Aim of the exercise | An answer that reproduces all the entries exactly is what is needed.

Data provided |
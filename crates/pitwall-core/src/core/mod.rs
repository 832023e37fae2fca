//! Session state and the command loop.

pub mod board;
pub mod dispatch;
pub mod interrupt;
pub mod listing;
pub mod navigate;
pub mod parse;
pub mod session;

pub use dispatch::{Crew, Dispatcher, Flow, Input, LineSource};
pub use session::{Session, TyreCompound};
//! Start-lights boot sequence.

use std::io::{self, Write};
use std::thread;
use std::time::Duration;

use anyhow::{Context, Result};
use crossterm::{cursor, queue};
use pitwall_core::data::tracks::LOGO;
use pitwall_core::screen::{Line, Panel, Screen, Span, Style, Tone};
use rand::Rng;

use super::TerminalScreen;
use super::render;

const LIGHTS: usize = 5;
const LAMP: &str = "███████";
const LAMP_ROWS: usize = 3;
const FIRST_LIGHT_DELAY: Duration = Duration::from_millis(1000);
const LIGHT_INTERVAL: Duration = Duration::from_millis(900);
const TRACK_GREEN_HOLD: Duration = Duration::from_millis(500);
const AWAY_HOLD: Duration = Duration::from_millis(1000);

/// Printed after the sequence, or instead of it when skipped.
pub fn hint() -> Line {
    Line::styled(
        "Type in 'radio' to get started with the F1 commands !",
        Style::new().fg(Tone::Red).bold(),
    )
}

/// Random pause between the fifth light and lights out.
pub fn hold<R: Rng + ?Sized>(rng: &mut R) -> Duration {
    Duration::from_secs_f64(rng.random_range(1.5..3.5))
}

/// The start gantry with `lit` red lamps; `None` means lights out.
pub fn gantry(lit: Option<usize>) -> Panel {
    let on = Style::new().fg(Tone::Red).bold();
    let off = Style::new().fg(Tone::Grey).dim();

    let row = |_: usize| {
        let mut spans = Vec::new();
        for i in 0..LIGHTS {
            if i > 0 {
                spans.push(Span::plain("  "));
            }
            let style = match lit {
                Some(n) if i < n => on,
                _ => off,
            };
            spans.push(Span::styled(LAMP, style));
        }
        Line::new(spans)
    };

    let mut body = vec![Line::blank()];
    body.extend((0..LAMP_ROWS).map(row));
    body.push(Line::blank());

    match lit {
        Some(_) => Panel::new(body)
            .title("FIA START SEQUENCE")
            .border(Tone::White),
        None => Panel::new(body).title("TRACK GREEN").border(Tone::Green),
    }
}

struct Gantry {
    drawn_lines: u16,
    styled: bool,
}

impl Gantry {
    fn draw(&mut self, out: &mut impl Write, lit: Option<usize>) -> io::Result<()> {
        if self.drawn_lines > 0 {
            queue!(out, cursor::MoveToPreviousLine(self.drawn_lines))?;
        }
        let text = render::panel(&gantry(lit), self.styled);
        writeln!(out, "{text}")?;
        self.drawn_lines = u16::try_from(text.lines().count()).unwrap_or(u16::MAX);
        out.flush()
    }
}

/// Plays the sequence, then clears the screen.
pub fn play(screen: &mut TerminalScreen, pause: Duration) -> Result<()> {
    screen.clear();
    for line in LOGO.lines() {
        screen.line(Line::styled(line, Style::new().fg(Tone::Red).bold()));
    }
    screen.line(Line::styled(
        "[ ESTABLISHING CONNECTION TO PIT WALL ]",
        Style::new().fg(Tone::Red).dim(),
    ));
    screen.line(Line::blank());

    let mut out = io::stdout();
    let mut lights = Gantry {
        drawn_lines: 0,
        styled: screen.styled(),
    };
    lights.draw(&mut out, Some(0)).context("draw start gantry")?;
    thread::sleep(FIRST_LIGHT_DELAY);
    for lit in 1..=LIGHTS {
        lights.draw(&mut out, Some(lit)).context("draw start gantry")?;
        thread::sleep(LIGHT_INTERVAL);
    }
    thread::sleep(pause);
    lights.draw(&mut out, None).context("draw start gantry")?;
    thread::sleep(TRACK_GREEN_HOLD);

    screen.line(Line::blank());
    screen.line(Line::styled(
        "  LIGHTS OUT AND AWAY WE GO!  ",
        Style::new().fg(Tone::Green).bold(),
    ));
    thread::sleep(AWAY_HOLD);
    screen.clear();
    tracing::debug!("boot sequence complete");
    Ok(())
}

Expected answer |
filename crates/pitwall-core/src/core/mod.rs
repository 832023e37fae2fca
//! Session state and the command loop.

pub mod board;
pub mod dispatch;
pub mod interrupt;
pub mod listing;
pub mod navigate;
pub mod parse;
pub mod session;

pub use dispatch::{Crew, Dispatcher, Flow, Input, LineSource};
pub use session::{Session, TyreCompound};
//! Start-lights boot sequence.

use std::io::{self, Write};
use std::thread;
use std::time::Duration;

use anyhow::{Context, Result};
use crossterm::{cursor, queue};
use pitwall_core::data::tracks::LOGO;
use pitwall_core::screen::{Line, Panel, Screen, Span, Style, Tone};
use rand::Rng;

use super::TerminalScreen;
use super::render;

const LIGHTS: usize = 5;
const LAMP: &str = "███████";
const LAMP_ROWS: usize = 3;
const FIRST_LIGHT_DELAY: Duration = Duration::from_millis(1000);
const LIGHT_INTERVAL: Duration = Duration::from_millis(900);
const TRACK_GREEN_HOLD: Duration = Duration::from_millis(500);
const AWAY_HOLD: Duration = Duration::from_millis(1000);

/// Printed after the sequence, or instead of it when skipped.
pub fn hint() -> Line {
    Line::styled(
        "Type in 'radio' to get started with the F1 commands !",
        Style::new().fg(Tone::Red).bold(),
    )
}

/// Random pause between the fifth light and lights out.
pub fn hold<R: Rng + ?Sized>(rng: &mut R) -> Duration {
    Duration::from_secs_f64(rng.random_range(1.5..3.5))
}

/// The start gantry with `lit` red lamps; `None` means lights out.
pub fn gantry(lit: Option<usize>) -> Panel {
    let on = Style::new().fg(Tone::Red).bold();
    let off = Style::new().fg(Tone::Grey).dim();

    let row = |_: usize| {
        let mut spans = Vec::new();
        for i in 0..LIGHTS {
            if i > 0 {
                spans.push(Span::plain("  "));
            }
            let style = match lit {
                Some(n) if i < n => on,
                _ => off,
            };
            spans.push(Span::styled(LAMP, style));
        }
        Line::new(spans)
    };

    let mut body = vec![Line::blank()];
    body.extend((0..LAMP_ROWS).map(row));
    body.push(Line::blank());

    match lit {
        Some(_) => Panel::new(body)
            .title("FIA START SEQUENCE")
            .border(Tone::White),
        None => Panel::new(body).title("TRACK GREEN").border(Tone::Green),
    }
}

struct Gantry {
    drawn_lines: u16,
    styled: bool,
}

impl Gantry {
    fn draw(&mut self, out: &mut impl Write, lit: Option<usize>) -> io::Result<()> {
        if self.drawn_lines > 0 {
            queue!(out, cursor::MoveToPreviousLine(self.drawn_lines))?;
        }
        let text = render::panel(&gantry(lit), self.styled);
        writeln!(out, "{text}")?;
        self.drawn_lines = u16::try_from(text.lines().count()).unwrap_or(u16::MAX);
        out.flush()
    }
}

/// Plays the sequence, then clears the screen.
pub fn play(screen: &mut TerminalScreen, pause: Duration) -> Result<()> {
    screen.clear();
    for line in LOGO.lines() {
        screen.line(Line::styled(line, Style::new().fg(Tone::Red).bold()));
    }
    screen.line(Line::styled(
        "[ ESTABLISHING CONNECTION TO PIT WALL ]",
        Style::new().fg(Tone::Red).dim(),
    ));
    screen.line(Line::blank());

    let mut out = io::stdout();
    let mut lights = Gantry {
        drawn_lines: 0,
        styled: screen.styled(),
    };
    lights.draw(&mut out, Some(0)).context("draw start gantry")?;
    thread::sleep(FIRST_LIGHT_DELAY);
    for lit in 1..=LIGHTS {
        lights.draw(&mut out, Some(lit)).context("draw start gantry")?;
        thread::sleep(LIGHT_INTERVAL);
    }
    thread::sleep(pause);
    lights.draw(&mut out, None).context("draw start gantry")?;
    thread::sleep(TRACK_GREEN_HOLD);

    screen.line(Line::blank());
    screen.line(Line::styled(
        "  LIGHTS OUT AND AWAY WE GO!  ",
        Style::new().fg(Tone::Green).bold(),
    ));
    thread::sleep(AWAY_HOLD);
    screen.clear();
    tracing::debug!("boot sequence complete");
    Ok(())
}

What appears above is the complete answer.